▶ Task:
The records beneath should be restated word for word.

▶ Stored data entries:
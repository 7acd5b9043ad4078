//! Handle player input and translate it into movement through a character
//! controller. A character controller is the collection of systems that govern
//! the movement of characters.
//!
//! In our case, the character controller has the following logic:
//! - Set [`MovementController`] intents from keyboard input. This is done in
//!   the `player` module, as the bindings are specific to each player.
//! - Walk left or right unless a dash or knockback owns the position.
//! - Jump when standing on the ground.
//!
//! Dashing and punching read the same controller in their own modules.

use bevy::prelude::*;

use crate::{
    AppSystems, PausableSystems,
    game::{
        animation::{FighterAnimation, FighterClip},
        dash::DashState,
        physics::ArcadeBody,
        tuning::FightTuning,
        tween::TweenLock,
    },
};

pub(super) fn plugin(app: &mut App) {
    app.add_systems(
        Update,
        apply_movement
            .in_set(AppSystems::Update)
            .in_set(PausableSystems),
    );
}

/// What the character wants to do this frame.
#[derive(Component, Reflect, Debug, Default, Clone, Copy)]
#[reflect(Component)]
pub struct MovementController {
    /// -1 for left, 1 for right, 0 for neither or both.
    pub intent_x: f32,
    pub jump: bool,
    /// Held, not just pressed; the dash cooldown does the rate limiting.
    pub dash: bool,
    /// Also held, so each frame in reach lands another hit.
    pub punch: bool,
}

/// The side a fighter last walked towards. Dashes and punches go this way.
#[derive(Component, Reflect, Debug, Default, Clone, Copy, PartialEq, Eq)]
#[reflect(Component)]
pub enum Facing {
    Left,
    #[default]
    Right,
}

impl Facing {
    pub fn sign(self) -> f32 {
        match self {
            Facing::Left => -1.0,
            Facing::Right => 1.0,
        }
    }
}

/// Horizontal outcome of one frame of input.
#[derive(Debug, Clone, Copy, PartialEq)]
pub enum Stride {
    Walk(Facing),
    Stand,
}

/// Right wins over left, and nothing walks while a dash or tween owns the fighter.
pub fn stride(intent_x: f32, locked: bool) -> Stride {
    if locked {
        Stride::Stand
    } else if intent_x > 0.0 {
        Stride::Walk(Facing::Right)
    } else if intent_x < 0.0 {
        Stride::Walk(Facing::Left)
    } else {
        Stride::Stand
    }
}

fn apply_movement(
    tuning: Res<FightTuning>,
    mut movement_query: Query<(
        &MovementController,
        &DashState,
        &TweenLock,
        &mut Facing,
        &mut ArcadeBody,
        &mut FighterAnimation,
    )>,
) {
    for (controller, dash, lock, mut facing, mut body, mut animation) in &mut movement_query {
        match stride(controller.intent_x, dash.in_progress || lock.is_active()) {
            Stride::Walk(direction) => {
                body.velocity.x = direction.sign() * tuning.walk_speed;
                animation.play(FighterClip::Walk);
                *facing = direction;
            }
            Stride::Stand => {
                body.velocity.x = 0.0;
                if !animation.is_playing(FighterClip::Jump) {
                    animation.stop();
                }
            }
        }

        if controller.jump && body.touching_down {
            body.velocity.y = tuning.jump_speed;
            animation.play(FighterClip::Jump);
        }
    }
}

#[cfg(test)]
mod tests {
    use bevy::ecs::system::RunSystemOnce;

    use super::*;

    #[test]
    fn right_takes_priority_and_locks_stop_walking() {
        assert_eq!(stride(1.0, false), Stride::Walk(Facing::Right));
        assert_eq!(stride(-1.0, false), Stride::Walk(Facing::Left));
        assert_eq!(stride(0.0, false), Stride::Stand);
        assert_eq!(stride(1.0, true), Stride::Stand);
        assert_eq!(stride(-1.0, true), Stride::Stand);
    }

    fn spawn_fighter(world: &mut World, controller: MovementController, grounded: bool) -> Entity {
        let mut body = ArcadeBody::new(Vec2::splat(64.0), 0.2);
        body.touching_down = grounded;
        world
            .spawn((
                controller,
                DashState::default(),
                TweenLock::default(),
                Facing::default(),
                body,
                FighterAnimation::default(),
            ))
            .id()
    }

    #[test]
    fn walking_left_sets_velocity_and_facing() {
        let mut world = World::new();
        world.init_resource::<FightTuning>();
        let fighter = spawn_fighter(
            &mut world,
            MovementController {
                intent_x: -1.0,
                ..default()
            },
            true,
        );

        world.run_system_once(apply_movement).unwrap();

        assert_eq!(world.get::<ArcadeBody>(fighter).unwrap().velocity.x, -160.0);
        assert_eq!(*world.get::<Facing>(fighter).unwrap(), Facing::Left);
        assert!(world.get::<FighterAnimation>(fighter).unwrap().is_playing(FighterClip::Walk));
    }

    #[test]
    fn dashing_fighters_do_not_walk() {
        let mut world = World::new();
        world.init_resource::<FightTuning>();
        let fighter = spawn_fighter(
            &mut world,
            MovementController {
                intent_x: -1.0,
                ..default()
            },
            true,
        );
        world.get_mut::<DashState>(fighter).unwrap().in_progress = true;
        world.get_mut::<ArcadeBody>(fighter).unwrap().velocity.x = 50.0;

        world.run_system_once(apply_movement).unwrap();

        assert_eq!(world.get::<ArcadeBody>(fighter).unwrap().velocity.x, 0.0);
        assert_eq!(*world.get::<Facing>(fighter).unwrap(), Facing::Right);
    }

    #[test]
    fn jumping_needs_ground() {
        let mut world = World::new();
        world.init_resource::<FightTuning>();
        let jump = MovementController {
            jump: true,
            ..default()
        };
        let airborne = spawn_fighter(&mut world, jump, false);
        let grounded = spawn_fighter(&mut world, jump, true);

        world.run_system_once(apply_movement).unwrap();

        assert_eq!(world.get::<ArcadeBody>(airborne).unwrap().velocity.y, 0.0);
        assert_eq!(world.get::<ArcadeBody>(grounded).unwrap().velocity.y, 330.0);
        assert!(world.get::<FighterAnimation>(grounded).unwrap().is_playing(FighterClip::Jump));
    }
}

▶ Response to this exercise:
repository 7acd5b9043ad4078
//! Handle player input and translate it into movement through a character
//! controller. A character controller is the collection of systems that govern
//! the movement of characters.
//!
//! In our case, the character controller has the following logic:
//! - Set [`MovementController`] intents from keyboard input. This is done in
//!   the `player` module, as the bindings are specific to each player.
//! - Walk left or right unless a dash or knockback owns the position.
//! - Jump when standing on the ground.
//!
//! Dashing and punching read the same controller in their own modules.

use bevy::prelude::*;

use crate::{
    AppSystems, PausableSystems,
    game::{
        animation::{FighterAnimation, FighterClip},
        dash::DashState,
        physics::ArcadeBody,
        tuning::FightTuning,
        tween::TweenLock,
    },
};

pub(super) fn plugin(app: &mut App) {
    app.add_systems(
        Update,
        apply_movement
            .in_set(AppSystems::Update)
            .in_set(PausableSystems),
    );
}

/// What the character wants to do this frame.
#[derive(Component, Reflect, Debug, Default, Clone, Copy)]
#[reflect(Component)]
pub struct MovementController {
    /// -1 for left, 1 for right, 0 for neither or both.
    pub intent_x: f32,
    pub jump: bool,
    /// Held, not just pressed; the dash cooldown does the rate limiting.
    pub dash: bool,
    /// Also held, so each frame in reach lands another hit.
    pub punch: bool,
}

/// The side a fighter last walked towards. Dashes and punches go this way.
#[derive(Component, Reflect, Debug, Default, Clone, Copy, PartialEq, Eq)]
#[reflect(Component)]
pub enum Facing {
    Left,
    #[default]
    Right,
}

impl Facing {
    pub fn sign(self) -> f32 {
        match self {
            Facing::Left => -1.0,
            Facing::Right => 1.0,
        }
    }
}

/// Horizontal outcome of one frame of input.
#[derive(Debug, Clone, Copy, PartialEq)]
pub enum Stride {
    Walk(Facing),
    Stand,
}

/// Right wins over left, and nothing walks while a dash or tween owns the fighter.
pub fn stride(intent_x: f32, locked: bool) -> Stride {
    if locked {
        Stride::Stand
    } else if intent_x > 0.0 {
        Stride::Walk(Facing::Right)
    } else if intent_x < 0.0 {
        Stride::Walk(Facing::Left)
    } else {
        Stride::Stand
    }
}

fn apply_movement(
    tuning: Res<FightTuning>,
    mut movement_query: Query<(
        &MovementController,
        &DashState,
        &TweenLock,
        &mut Facing,
        &mut ArcadeBody,
        &mut FighterAnimation,
    )>,
) {
    for (controller, dash, lock, mut facing, mut body, mut animation) in &mut movement_query {
        match stride(controller.intent_x, dash.in_progress || lock.is_active()) {
            Stride::Walk(direction) => {
                body.velocity.x = direction.sign() * tuning.walk_speed;
                animation.play(FighterClip::Walk);
                *facing = direction;
            }
            Stride::Stand => {
                body.velocity.x = 0.0;
                if !animation.is_playing(FighterClip::Jump) {
                    animation.stop();
                }
            }
        }

        if controller.jump && body.touching_down {
            body.velocity.y = tuning.jump_speed;
            animation.play(FighterClip::Jump);
        }
    }
}

#[cfg(test)]
mod tests {
    use bevy::ecs::system::RunSystemOnce;

    use super::*;

    #[test]
    fn right_takes_priority_and_locks_stop_walking() {
        assert_eq!(stride(1.0, false), Stride::Walk(Facing::Right));
        assert_eq!(stride(-1.0, false), Stride::Walk(Facing::Left));
        assert_eq!(stride(0.0, false), Stride::Stand);
        assert_eq!(stride(1.0, true), Stride::Stand);
        assert_eq!(stride(-1.0, true), Stride::Stand);
    }

    fn spawn_fighter(world: &mut World, controller: MovementController, grounded: bool) -> Entity {
        let mut body = ArcadeBody::new(Vec2::splat(64.0), 0.2);
        body.touching_down = grounded;
        world
            .spawn((
                controller,
                DashState::default(),
                TweenLock::default(),
                Facing::default(),
                body,
                FighterAnimation::default(),
            ))
            .id()
    }

    #[test]
    fn walking_left_sets_velocity_and_facing() {
        let mut world = World::new();
        world.init_resource::<FightTuning>();
        let fighter = spawn_fighter(
            &mut world,
            MovementController {
                intent_x: -1.0,
                ..default()
            },
            true,
        );

        world.run_system_once(apply_movement).unwrap();

        assert_eq!(world.get::<ArcadeBody>(fighter).unwrap().velocity.x, -160.0);
        assert_eq!(*world.get::<Facing>(fighter).unwrap(), Facing::Left);
        assert!(world.get::<FighterAnimation>(fighter).unwrap().is_playing(FighterClip::Walk));
    }

    #[test]
    fn dashing_fighters_do_not_walk() {
        let mut world = World::new();
        world.init_resource::<FightTuning>();
        let fighter = spawn_fighter(
            &mut world,
            MovementController {
                intent_x: -1.0,
                ..default()
            },
            true,
        );
        world.get_mut::<DashState>(fighter).unwrap().in_progress = true;
        world.get_mut::<ArcadeBody>(fighter).unwrap().velocity.x = 50.0;

        world.run_system_once(apply_movement).unwrap();

        assert_eq!(world.get::<ArcadeBody>(fighter).unwrap().velocity.x, 0.0);
        assert_eq!(*world.get::<Facing>(fighter).unwrap(), Facing::Right);
    }

    #[test]
    fn jumping_needs_ground() {
        let mut world = World::new();
        world.init_resource::<FightTuning>();
        let jump = MovementController {
            jump: true,
            ..default()
        };
        let airborne = spawn_fighter(&mut world, jump, false);
        let grounded = spawn_fighter(&mut world, jump, true);

        world.run_system_once(apply_movement).unwrap();

        assert_eq!(world.get::<ArcadeBody>(airborne).unwrap().velocity.y, 0.0);
        assert_eq!(world.get::<ArcadeBody>(grounded).unwrap().velocity.y, 330.0);
        assert!(world.get::<FighterAnimation>(grounded).unwrap().is_playing(FighterClip::Jump));
    }
}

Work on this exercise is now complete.